Schueftan, who served as an advisor to Israel’s National Security Council, said the group was unlikely to be dissuaded by negative publicity involved in attacking an international event.
“We’re talking about [terror groups] whose decisions are made according to hierarchical considerations, which are pathological,” he asserted. “This is true of groups in Gaza… including the Islamic Jihad. They won’t give even the slightest thought to the negative effects. They don’t even consider their children’s future.”
This week, according to a Lebanese newspaper, armed factions in the Gaza Strip threatened to “ruin Eurovision” by launching rockets at Tel Aviv if Israel were to break a tacit truce agreement forged earlier this year that has reduced violence along their common border. On May 2, Islamic Jihad threatened to strike Tel Aviv and other locales if Israel continued its policy of targeted killings.

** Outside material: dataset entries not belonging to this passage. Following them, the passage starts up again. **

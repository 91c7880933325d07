//! Transport Stream (TS) null-packet synthesis
//!
//! This crate generates protocol-valid MPEG-TS null packets. Muxers insert
//! null packets to hold a constant bitrate; here they serve as keep-alive
//! padding for clients whose producer has gone quiet, so the connection
//! carries decodable (ignorable) bytes instead of silence.

pub mod error;
pub mod packet;

pub use error::TsPadError;
pub use packet::{NullPacketGenerator, PID_NULL, SYNC_BYTE, TS_PACKET_SIZE, check_packets};

/// Result type for TS padding operations
pub type Result<T> = std::result::Result<T, TsPadError>;
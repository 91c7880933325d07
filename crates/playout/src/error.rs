use crate::model::ChannelId;

// Error taxonomy for the playout engine. Item-level variants (Resolution,
// Transcode) are contained by the playout loop; MaxRestartsExceeded is the
// only terminal condition a channel can surface.
#[derive(Debug, thiserror::Error)]
pub enum PlayoutError {
    #[error("configuration error: {0}")]
    Configuration(String),

    #[error("media url resolution failed: {0}")]
    Resolution(String),

    #[error("transcoder failure: {0}")]
    Transcode(String),

    #[error("no schedule item and no filler available")]
    NoContent,

    #[error("playback position persistence failed: {0}")]
    Persistence(String),

    #[error("channel {0} exceeded its restart budget")]
    MaxRestartsExceeded(ChannelId),
}

impl PlayoutError {
    /// Whether the playout loop may swallow this error and move on to the
    /// next item, as opposed to escalating to the supervisor.
    pub fn is_item_level(&self) -> bool {
        matches!(self, Self::Resolution(_) | Self::Transcode(_))
    }
}
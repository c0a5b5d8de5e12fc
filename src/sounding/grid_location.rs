/// The model grid location a sounding was taken from, as given on the command line.
///
/// The values are kept as floats because they are echoed into the sounding header exactly as
/// they were requested.
#[derive(Debug, Clone, Copy, PartialEq, Default)]
pub struct GridLocation {
    x: f64,
    y: f64,
    t: f64,
}

impl GridLocation {
    /// Create a new `GridLocation`.
    ///
    /// # Examples
    ///
    /// ```rust
    /// use cm1_sounding::GridLocation;
    ///
    /// let loc = GridLocation::new(10.0, 20.0, 52.7);
    /// assert_eq!(loc.x(), 10.0);
    /// assert_eq!(loc.y(), 20.0);
    /// assert_eq!(loc.time_index(), 52);
    /// ```
    #[inline]
    pub fn new(x: f64, y: f64, t: f64) -> Self {
        GridLocation { x, y, t }
    }

    /// Position along the x axis.
    #[inline]
    pub fn x(&self) -> f64 {
        self.x
    }

    /// Position along the y axis.
    #[inline]
    pub fn y(&self) -> f64 {
        self.y
    }

    /// Time, as requested.
    #[inline]
    pub fn t(&self) -> f64 {
        self.t
    }

    /// The time truncated toward zero, as shown in the header.
    #[inline]
    pub fn time_index(&self) -> i64 {
        self.t.trunc() as i64
    }
}
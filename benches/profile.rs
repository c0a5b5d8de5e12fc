//! Run these benches with `cargo bench --bench profile -- --verbose`
use cm1_sounding::{derive_sounding, profile, writer, MixingRatioUnits};
use criterion::{criterion_group, criterion_main, Criterion};

mod utils;

fn build_tester() -> Criterion {
    Criterion::default()
        .sample_size(200)
        .measurement_time(std::time::Duration::from_secs(10))
        .noise_threshold(0.03)
        .significance_level(0.01)
}

criterion_main!(profile_benches);

criterion_group!(
    name = profile_benches;
    config = build_tester();
    targets = temperature_bench, dew_point_bench, wind_bench, derive_sounding_bench, write_bench
);

fn temperature_bench(c: &mut Criterion) {
    let raw = utils::synthetic_column();
    let pres = profile::pressure(&raw.pressure);

    c.bench_function("temperature", |b| {
        b.iter(|| {
            let _x = profile::temperature(&pres, &raw.theta);
        });
    });
}

fn dew_point_bench(c: &mut Criterion) {
    let raw = utils::synthetic_column();
    let pres = profile::pressure(&raw.pressure);

    c.bench_function("dew_point", |b| {
        b.iter(|| {
            let _x = profile::dew_point(&pres, &raw.mixing_ratio, MixingRatioUnits::GramsPerKilogram);
        });
    });
}

fn wind_bench(c: &mut Criterion) {
    let raw = utils::synthetic_column();

    c.bench_function("wind", |b| {
        b.iter(|| {
            let _x = profile::wind(&raw.u, &raw.v);
        });
    });
}

fn derive_sounding_bench(c: &mut Criterion) {
    let raw = utils::synthetic_column();

    c.bench_function("derive_sounding", |b| {
        b.iter(|| {
            let _x = derive_sounding(&raw, MixingRatioUnits::GramsPerKilogram);
        });
    });
}

fn write_bench(c: &mut Criterion) {
    let raw = utils::synthetic_column();
    let snd = derive_sounding(&raw, MixingRatioUnits::GramsPerKilogram).expect("oops");

    c.bench_function("write_sounding", |b| {
        b.iter(|| {
            let mut buf: Vec<u8> = Vec::with_capacity(16 * 1024);
            writer::write_sounding(&snd, &mut buf).expect("oops");
        });
    });
}
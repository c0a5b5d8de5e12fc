//! Create the sounding profiles from raw model columns.
//!
//! Every function here is pure. Values that are physically undefined, such as a dew point for
//! a level with no vapor, are errors rather than missing values because SHARPpy has no way to
//! represent them.

use crate::{
    config::MixingRatioUnits,
    error::{Result, SoundingError},
    extract::RawFieldSet,
    met_formulas,
    sounding::Sounding,
};
use itertools::izip;
use metfor::{Celsius, HectoPascal, Kelvin, Knots, Meters, MetersPSec, Quantity, WindSpdDir};

/// Pascals to hectopascals (millibars).
pub fn pressure(pressure_pa: &[f64]) -> Vec<HectoPascal> {
    pressure_pa.iter().map(|&p| HectoPascal(p / 100.0)).collect()
}

/// Kilometers to meters.
pub fn height(height_km: &[f64]) -> Vec<Meters> {
    height_km.iter().map(|&z| Meters(z * 1000.0)).collect()
}

/// Temperature from pressure and potential temperature.
pub fn temperature(pressure: &[HectoPascal], theta: &[Kelvin]) -> Result<Vec<Celsius>> {
    izip!(pressure, theta)
        .enumerate()
        .map(|(level, (&p, &theta))| {
            if !(p.unpack() > 0.0) {
                return Err(domain_error(level, "temperature", format!("pressure is {:?}", p)));
            }

            let t = Celsius::from(metfor::temperature_from_pot_temp(theta, p));
            check_finite(level, "temperature", t)
        })
        .collect()
}

/// Dew point from pressure and the mixing ratio given in `units`.
pub fn dew_point(
    pressure: &[HectoPascal],
    mixing_ratio: &[f64],
    units: MixingRatioUnits,
) -> Result<Vec<Celsius>> {
    izip!(pressure, mixing_ratio)
        .enumerate()
        .map(|(level, (&p, &mw))| {
            let mw = units.to_kg_per_kg(mw);

            let e = met_formulas::vapor_pressure(p, mw).ok_or_else(|| {
                domain_error(
                    level,
                    "vapor pressure",
                    format!("pressure {:?} and mixing ratio {} kg/kg", p, mw),
                )
            })?;

            let dp = met_formulas::dew_point_from_vapor_pressure(e).ok_or_else(|| {
                domain_error(level, "dew point", format!("vapor pressure is {:?}", e))
            })?;

            check_finite(level, "dew point", dp)
        })
        .collect()
}

/// Wind speed in knots and direction from the u and v components.
pub fn wind(u: &[MetersPSec], v: &[MetersPSec]) -> Result<Vec<WindSpdDir<Knots>>> {
    izip!(u, v)
        .enumerate()
        .map(|(level, (&u, &v))| {
            if !(u.unpack().is_finite() && v.unpack().is_finite()) {
                return Err(domain_error(
                    level,
                    "wind",
                    format!("components are {:?}, {:?}", u, v),
                ));
            }

            Ok(met_formulas::wind_spd_dir(u, v))
        })
        .collect()
}

/// Build a complete sounding from the raw model columns.
///
/// The location and valid time are left at their defaults, see `Sounding::with_location`.
pub fn derive_sounding(raw: &RawFieldSet, units: MixingRatioUnits) -> Result<Sounding> {
    raw.check_aligned()?;

    let pres = pressure(&raw.pressure);
    let temp = temperature(&pres, &raw.theta)?;
    let dp = dew_point(&pres, &raw.mixing_ratio, units)?;
    let wnd = wind(&raw.u, &raw.v)?;
    let hgt = height(&raw.height);

    let snd = Sounding::new()
        .with_pressure_profile(pres)
        .with_height_profile(hgt)
        .with_temperature_profile(temp)
        .with_dew_point_profile(dp)
        .with_wind_profile(wnd);
    snd.validate()?;

    Ok(snd)
}

fn domain_error(level: usize, quantity: &'static str, reason: String) -> SoundingError {
    SoundingError::NumericDomain {
        level,
        quantity,
        reason,
    }
}

fn check_finite<Q: Quantity>(level: usize, quantity: &'static str, val: Q) -> Result<Q> {
    if val.unpack().is_finite() {
        Ok(val)
    } else {
        Err(domain_error(level, quantity, "result is not finite".to_owned()))
    }
}
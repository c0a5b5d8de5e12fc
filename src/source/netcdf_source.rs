use super::{check_column_index, FieldSource};
use crate::{
    config::GridIndex,
    error::{Result, SoundingError},
};
use log::debug;
use std::path::{Path, PathBuf};

/// A CM1 output file opened read-only with the netCDF library.
///
/// The underlying handle is closed when this value is dropped.
pub struct NetCdfSource {
    path: PathBuf,
    file: netcdf::File,
}

impl NetCdfSource {
    /// Open a file, failing with `FileAccess` if it does not exist or is not netCDF.
    pub fn open<P: AsRef<Path>>(path: P) -> Result<Self> {
        let path = path.as_ref();
        let file = netcdf::open(path).map_err(|err| SoundingError::file_access(path, err))?;
        debug!("opened {}", path.display());

        Ok(NetCdfSource {
            path: path.to_path_buf(),
            file,
        })
    }

    /// The path this source was opened from.
    pub fn path(&self) -> &Path {
        &self.path
    }

    fn variable(&self, name: &str) -> Result<netcdf::Variable<'_>> {
        self.file
            .variable(name)
            .ok_or_else(|| SoundingError::MissingVariable(name.to_owned()))
    }
}

impl FieldSource for NetCdfSource {
    fn read_variable(&self, name: &str, index: GridIndex) -> Result<Vec<f64>> {
        let var = self.variable(name)?;
        let shape: Vec<usize> = var.dimensions().iter().map(|dim| dim.len()).collect();
        check_column_index(name, &shape, index)?;

        let values: Vec<f64> = var.get_values((index.t, .., index.y, index.x))?;
        debug!(
            "read {} levels of '{}' at t={} y={} x={}",
            values.len(),
            name,
            index.t,
            index.y,
            index.x
        );

        Ok(values)
    }

    fn read_coordinate(&self, name: &str) -> Result<Vec<f64>> {
        let var = self.variable(name)?;
        let ndim = var.dimensions().len();
        if ndim != 1 {
            return Err(SoundingError::index_out_of_range(
                name,
                format!("expected 1 dimension, found {}", ndim),
            ));
        }

        let values: Vec<f64> = var.get_values(..)?;
        debug!("read {} values of '{}'", values.len(), name);

        Ok(values)
    }
}

impl std::fmt::Debug for NetCdfSource {
    fn fmt(&self, f: &mut std::fmt::Formatter<'_>) -> std::fmt::Result {
        f.debug_struct("NetCdfSource")
            .field("path", &self.path)
            .finish()
    }
}
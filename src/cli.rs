//! Command line parsing.
//!
//! The tool has always been invoked with single dash long options such as `-windinterp 1`,
//! which clap reads as a cluster of short flags. [`normalize_args`] rewrites those to the
//! double dash form before parsing so old scripts keep working.

use crate::{
    config::{InvocationConfig, MixingRatioUnits, WindSource},
    error::{Result, SoundingError},
};
use chrono::NaiveDateTime;
use clap::Parser;
use metfor::MetersPSec;
use std::{convert::TryFrom, ffi::OsString, path::PathBuf};

const LONG_FLAGS: &[&str] = &["windinterp", "qvunits", "validtime"];

const USAGE_EXAMPLE: &str = "\
Example:
  cm1-sounding cm1out.nc CM1SHARP.out -x 0 -y 0 -t 52 -u 12.4 -v 1.9 -windinterp 1";

/// Generate a SHARPpy sounding from CM1 data.
#[derive(Debug, Clone, Parser)]
#[command(name = "cm1-sounding", version, about, after_help = USAGE_EXAMPLE)]
pub struct Cli {
    /// Input netCDF file
    pub inputfile: PathBuf,

    /// Output sounding file name
    pub outputfile: PathBuf,

    /// x position to generate sounding data from dataset
    #[arg(short = 'x', default_value_t = 0.0, allow_negative_numbers = true)]
    pub x: f64,

    /// y position to generate sounding data from dataset
    #[arg(short = 'y', default_value_t = 0.0, allow_negative_numbers = true)]
    pub y: f64,

    /// time to generate sounding data from in dataset
    #[arg(short = 't', default_value_t = 0.0, allow_negative_numbers = true)]
    pub t: f64,

    /// X movement speed of domain in m/s
    #[arg(short = 'u', default_value_t = 0.0, allow_negative_numbers = true)]
    pub u: f64,

    /// Y movement speed of domain in m/s
    #[arg(short = 'v', default_value_t = 0.0, allow_negative_numbers = true)]
    pub v: f64,

    /// Use wind vectors interpolated to scalar points? (0 or 1)
    #[arg(
        long = "windinterp",
        default_value_t = 0,
        value_parser = clap::value_parser!(i64).range(0..=1)
    )]
    pub windinterp: i64,

    /// Units of the qv variable in the input file
    #[arg(long = "qvunits", default_value = "gkg", value_parser = ["gkg", "kgkg"])]
    pub qvunits: String,

    /// Valid time for the sounding header, e.g. 2011-05-24T20:00
    #[arg(long = "validtime", value_parser = parse_valid_time)]
    pub validtime: Option<NaiveDateTime>,

    /// Print progress messages, repeat for more detail
    #[arg(long = "verbose", action = clap::ArgAction::Count)]
    pub verbose: u8,
}

impl Cli {
    /// Parse the process arguments, exiting with a usage message on failure.
    pub fn parse_normalized() -> Self {
        Cli::parse_from(normalize_args(std::env::args_os()))
    }

    /// Parse an explicit argument list, the first item being the program name.
    pub fn try_parse_normalized<I, T>(args: I) -> std::result::Result<Self, clap::Error>
    where
        I: IntoIterator<Item = T>,
        T: Into<OsString>,
    {
        Cli::try_parse_from(normalize_args(args))
    }

    /// Convert to the configuration used by the pipeline.
    pub fn into_config(self) -> Result<InvocationConfig> {
        let wind_source = WindSource::try_from(self.windinterp)?;
        let qv_units: MixingRatioUnits = self
            .qvunits
            .parse()
            .map_err(|_| SoundingError::Argument(format!("unknown qv units '{}'", self.qvunits)))?;

        Ok(InvocationConfig::new(self.inputfile, self.outputfile)
            .with_location(self.x, self.y, self.t)
            .with_translation(MetersPSec(self.u), MetersPSec(self.v))
            .with_wind_source(wind_source)
            .with_qv_units(qv_units)
            .with_valid_time(self.validtime))
    }
}

/// Rewrite `-windinterp` style options to `--windinterp`, leaving everything else alone.
pub fn normalize_args<I, T>(args: I) -> Vec<OsString>
where
    I: IntoIterator<Item = T>,
    T: Into<OsString>,
{
    args.into_iter()
        .map(Into::into)
        .map(|arg| {
            let rewritten = arg.to_str().and_then(|s| {
                let flag = s.strip_prefix('-')?;
                if flag.starts_with('-') {
                    return None;
                }

                let name = flag.split('=').next().unwrap_or(flag);
                if LONG_FLAGS.contains(&name) {
                    Some(OsString::from(format!("-{}", s)))
                } else {
                    None
                }
            });

            rewritten.unwrap_or(arg)
        })
        .collect()
}

fn parse_valid_time(s: &str) -> std::result::Result<NaiveDateTime, chrono::ParseError> {
    NaiveDateTime::parse_from_str(s, "%Y-%m-%dT%H:%M")
        .or_else(|_| NaiveDateTime::parse_from_str(s, "%Y-%m-%dT%H:%M:%S"))
}
use super::{check_column_index, FieldSource};
use crate::{
    config::GridIndex,
    error::{Result, SoundingError},
};
use ndarray::{Array1, ArrayD, Axis};
use std::collections::HashMap;

/// Named arrays held in memory.
///
/// # Examples
///
/// ```rust
/// use cm1_sounding::{FieldSource, GridIndex, MemorySource};
///
/// let src = MemorySource::new()
///     .with_column_variable("th", vec![300.0, 305.0, 310.0])
///     .with_coordinate("z", vec![0.0, 1.0, 2.0]);
///
/// let th = src.read_variable("th", GridIndex::new(0, 0, 0)).unwrap();
/// assert_eq!(th, vec![300.0, 305.0, 310.0]);
/// assert!(src.read_variable("th", GridIndex::new(1, 0, 0)).is_err());
/// ```
#[derive(Debug, Clone, Default)]
pub struct MemorySource {
    vars: HashMap<String, ArrayD<f64>>,
}

impl MemorySource {
    /// Create an empty source.
    #[inline]
    pub fn new() -> Self {
        MemorySource::default()
    }

    /// Add an array of any dimensionality.
    pub fn with_array<S: Into<String>>(mut self, name: S, arr: ArrayD<f64>) -> Self {
        self.vars.insert(name.into(), arr);
        self
    }

    /// Add a (time, level, y, x) variable with a single time and horizontal point.
    pub fn with_column_variable<S: Into<String>>(self, name: S, column: Vec<f64>) -> Self {
        let nz = column.len();
        let arr = ArrayD::from_shape_fn(vec![1, nz, 1, 1], |ix| column[ix[1]]);
        self.with_array(name, arr)
    }

    /// Add a one dimensional variable.
    pub fn with_coordinate<S: Into<String>>(self, name: S, values: Vec<f64>) -> Self {
        self.with_array(name, Array1::from(values).into_dyn())
    }

    fn get(&self, name: &str) -> Result<&ArrayD<f64>> {
        self.vars
            .get(name)
            .ok_or_else(|| SoundingError::MissingVariable(name.to_owned()))
    }
}

impl FieldSource for MemorySource {
    fn read_variable(&self, name: &str, index: GridIndex) -> Result<Vec<f64>> {
        let arr = self.get(name)?;
        check_column_index(name, arr.shape(), index)?;

        // (t, z, y, x) -> (z, y, x) -> (z, x) -> (z)
        let column = arr
            .index_axis(Axis(0), index.t)
            .index_axis_move(Axis(1), index.y)
            .index_axis_move(Axis(1), index.x);

        Ok(column.iter().cloned().collect())
    }

    fn read_coordinate(&self, name: &str) -> Result<Vec<f64>> {
        let arr = self.get(name)?;
        if arr.ndim() != 1 {
            return Err(SoundingError::index_out_of_range(
                name,
                format!("expected 1 dimension, found {}", arr.ndim()),
            ));
        }

        Ok(arr.iter().cloned().collect())
    }
}

#[cfg(test)]
mod test {
    use super::*;

    fn grid() -> MemorySource {
        // Two times, three levels, two rows, two columns. Value encodes its own index.
        let arr = ArrayD::from_shape_fn(vec![2, 3, 2, 2], |ix| {
            (ix[0] * 1000 + ix[1] * 100 + ix[2] * 10 + ix[3]) as f64
        });
        MemorySource::new().with_array("prs", arr)
    }

    #[test]
    fn test_read_variable_picks_the_column() {
        let src = grid();

        let col = src.read_variable("prs", GridIndex::new(1, 0, 1)).unwrap();
        assert_eq!(col, vec![1001.0, 1101.0, 1201.0]);

        let col = src.read_variable("prs", GridIndex::new(0, 1, 0)).unwrap();
        assert_eq!(col, vec![10.0, 110.0, 210.0]);
    }

    #[test]
    fn test_read_variable_errors() {
        let src = grid();

        match src.read_variable("th", GridIndex::new(0, 0, 0)) {
            Err(SoundingError::MissingVariable(name)) => assert_eq!(name, "th"),
            other => panic!("expected MissingVariable, got {:?}", other),
        }

        match src.read_variable("prs", GridIndex::new(2, 0, 0)) {
            Err(SoundingError::IndexOutOfRange { .. }) => {}
            other => panic!("expected IndexOutOfRange, got {:?}", other),
        }
    }

    #[test]
    fn test_read_coordinate() {
        let src = grid().with_coordinate("z", vec![0.0, 0.5, 1.0]);

        assert_eq!(src.read_coordinate("z").unwrap(), vec![0.0, 0.5, 1.0]);
        assert!(src.read_coordinate("prs").is_err());
        assert!(src.read_coordinate("zh").is_err());
    }
}
use metfor::{Celsius, HectoPascal, Knots, Meters, WindSpdDir};

/// A copy of a row of the sounding data.
#[derive(Clone, Copy, Debug, PartialEq)]
pub struct DataRow {
    /// Pressure in hPa
    pub pressure: HectoPascal,
    /// Height above the model surface in meters
    pub height: Meters,
    /// Temperature in C
    pub temperature: Celsius,
    /// Dew point in C
    pub dew_point: Celsius,
    /// Wind
    pub wind: WindSpdDir<Knots>,
}
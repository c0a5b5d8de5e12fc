use cm1_sounding::RawFieldSet;
use metfor::{Kelvin, MetersPSec};

/// A column shaped like a typical CM1 run, 40 levels every 500 m.
pub fn synthetic_column() -> RawFieldSet {
    const NZ: usize = 40;

    let height: Vec<f64> = (0..NZ).map(|k| 0.25 + 0.5 * k as f64).collect();
    let pressure = height
        .iter()
        .map(|z| 100_000.0 * (-z / 8.0).exp())
        .collect();
    let theta = height.iter().map(|z| Kelvin(300.0 + 3.5 * z)).collect();
    let mixing_ratio = height.iter().map(|z| 14.0 * (-z / 2.5).exp() + 0.001).collect();
    let u = height.iter().map(|z| MetersPSec(2.0 * z - 5.0)).collect();
    let v = height.iter().map(|z| MetersPSec(10.0 - z)).collect();

    RawFieldSet {
        pressure,
        theta,
        mixing_ratio,
        u,
        v,
        height,
    }
}
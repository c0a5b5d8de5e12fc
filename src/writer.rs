//! Write a sounding in the SHARPpy text format.
//!
//! The layout is:
//!
//! ```text
//! %TITLE%
//! Xaxis_0.0_Yaxis_0.0_Time_0   010101/0000
//!
//!    LEVEL       HGHT       TEMP       DWPT       WDIR       WSPD
//! -------------------------------------------------------------------
//! %RAW%
//! 1000.00000000000000000000, 0.00000000000000000000, ...
//! %END%
//! ```
//!
//! Each row holds pressure (hPa), height (m), temperature (C), dew point (C), wind direction
//! (degrees) and wind speed (knots), each printed with 20 fractional digits.

use crate::{
    error::{Result, SoundingError},
    sounding::{DataRow, Sounding},
};
use log::info;
use metfor::Quantity;
use std::{
    fs::File,
    io::{BufWriter, Write},
    path::Path,
};

/// Date stamp used in the header when the valid time is unknown.
pub const DEFAULT_DATE_STAMP: &str = "010101/0000";

const COLUMN_HEADER: &str = "   LEVEL       HGHT       TEMP       DWPT       WDIR       WSPD";
const DELIMITER: &str = ", ";

/// The header lines, up to and including the `%RAW%` marker.
///
/// # Examples
///
/// ```rust
/// use cm1_sounding::{writer::header, GridLocation, Sounding};
///
/// let snd = Sounding::new().with_location(GridLocation::new(10.0, 2.5, 52.9));
/// let hdr = header(&snd);
///
/// assert_eq!(hdr.lines().nth(1), Some("Xaxis_10.0_Yaxis_2.5_Time_52   010101/0000"));
/// ```
pub fn header(snd: &Sounding) -> String {
    let loc = snd.location();
    let stamp = snd
        .valid_time()
        .map(|vt| vt.format("%y%m%d/%H%M").to_string())
        .unwrap_or_else(|| DEFAULT_DATE_STAMP.to_owned());

    format!(
        "%TITLE%\nXaxis_{:?}_Yaxis_{:?}_Time_{}   {}\n\n{}\n{}\n%RAW%\n",
        loc.x(),
        loc.y(),
        loc.time_index(),
        stamp,
        COLUMN_HEADER,
        "-".repeat(67),
    )
}

/// Format one data row, without the trailing newline.
pub fn format_row(row: &DataRow) -> String {
    let vals = [
        row.pressure.unpack(),
        row.height.unpack(),
        row.temperature.unpack(),
        row.dew_point.unpack(),
        row.wind.direction,
        row.wind.speed.unpack(),
    ];

    vals.iter()
        .map(|val| format!("{:10.20}", val))
        .collect::<Vec<_>>()
        .join(DELIMITER)
}

/// Write `snd` to any writer.
pub fn write_sounding<W: Write>(snd: &Sounding, mut out: W) -> Result<()> {
    snd.validate()?;

    out.write_all(header(snd).as_bytes())?;
    for row in snd.bottom_up() {
        writeln!(out, "{}", format_row(&row))?;
    }
    writeln!(out, "%END%")?;
    out.flush()?;

    Ok(())
}

/// Write `snd` to a file, replacing anything already at `path`.
///
/// A failure after the file is created leaves a partial file behind.
pub fn write_sounding_file<P: AsRef<Path>>(snd: &Sounding, path: P) -> Result<()> {
    let path = path.as_ref();
    snd.validate()?;

    let f = File::create(path).map_err(|err| SoundingError::file_access(path, err))?;
    write_sounding(snd, BufWriter::new(f))?;
    info!("wrote {} levels to {}", snd.num_levels(), path.display());

    Ok(())
}
use anyhow::{Context, Result};
use cm1_sounding::{run, Cli};
use log::LevelFilter;

fn main() -> Result<()> {
    let cli = Cli::parse_normalized();
    init_logging(cli.verbose);

    let config = cli.into_config()?;
    let input = config.input.display().to_string();

    let snd = run(&config).with_context(|| format!("generating sounding from {}", input))?;
    log::info!("done, {} levels", snd.num_levels());

    Ok(())
}

fn init_logging(verbose: u8) {
    let level = match verbose {
        0 => LevelFilter::Warn,
        1 => LevelFilter::Info,
        _ => LevelFilter::Debug,
    };

    env_logger::Builder::new()
        .filter_level(level)
        .parse_default_env()
        .init();
}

The threats came as senior members of Islamic Jihad, along with top figures from Hamas, the de-factor ruler of the Palestinian coastal enclave, were summoned to Cairo following a spike in tensions with the Israel Defense Forces (IDF). In the past week, several rockets as well as incendiary balloons were launched from the Gaza Strip into Israeli territory, and the IDF responded with air strikes on Hamas positions.
In light of the mounting tensions as Israel prepared not only to host the Eurovision Song Contest, but also to mark its 71st Independence Day on May 9, the IDF deployed its Iron Dome missile defense batteries throughout the country.
“Iron Dome batteries are deployed from time to time according to an assessment of the situation and operational need,” an IDF spokesperson told The Media Line in a written statement, without elaborating.
Israel’s police say they are also ready, particularly for any incidents targeting the song contest.
“Security arrangements and tactics have been prepared for the last number of weeks,” Israel Police spokesperson Micky Rosenfeld told to The Media Line. “The majority of security measures will be implemented in the Tel Aviv area at the location where the [main] event is taking place, but also at the beachfront, where there [will be] a number of public events.”
Israel is hosting Eurovision after Netta Barzilai, its entry in last year’s contest in Portugal, won. This year, Madonna is expected to perform during the grand finale.
Rosenfeld noted that supplementary police officers and patrol units were being mobilized.
“There are no specific warnings that we have received or that we know about, but obviously, with this type of event and its significance, we’re taking no chances whatsoever,” he emphasized.
Schueftan believes that Israel is well-prepared to meet ongoing threats of violence.
“On the one hand, there is a big event taking place and [also] several terror groups, [but] on the other hand, Israel has very good intelligence,” he said, noting that the country thwarts attacks in the West Bank on a regular basis.
According to a recently released report by the Shin Bet, Israel’s internal security apparatus, there were 110 attacks in the West Bank in March, representing an uptick from the 89 incidents in February. Also in March, armed factions in the Gaza Strip launched 41 rockets toward Israel compared to two launches in February.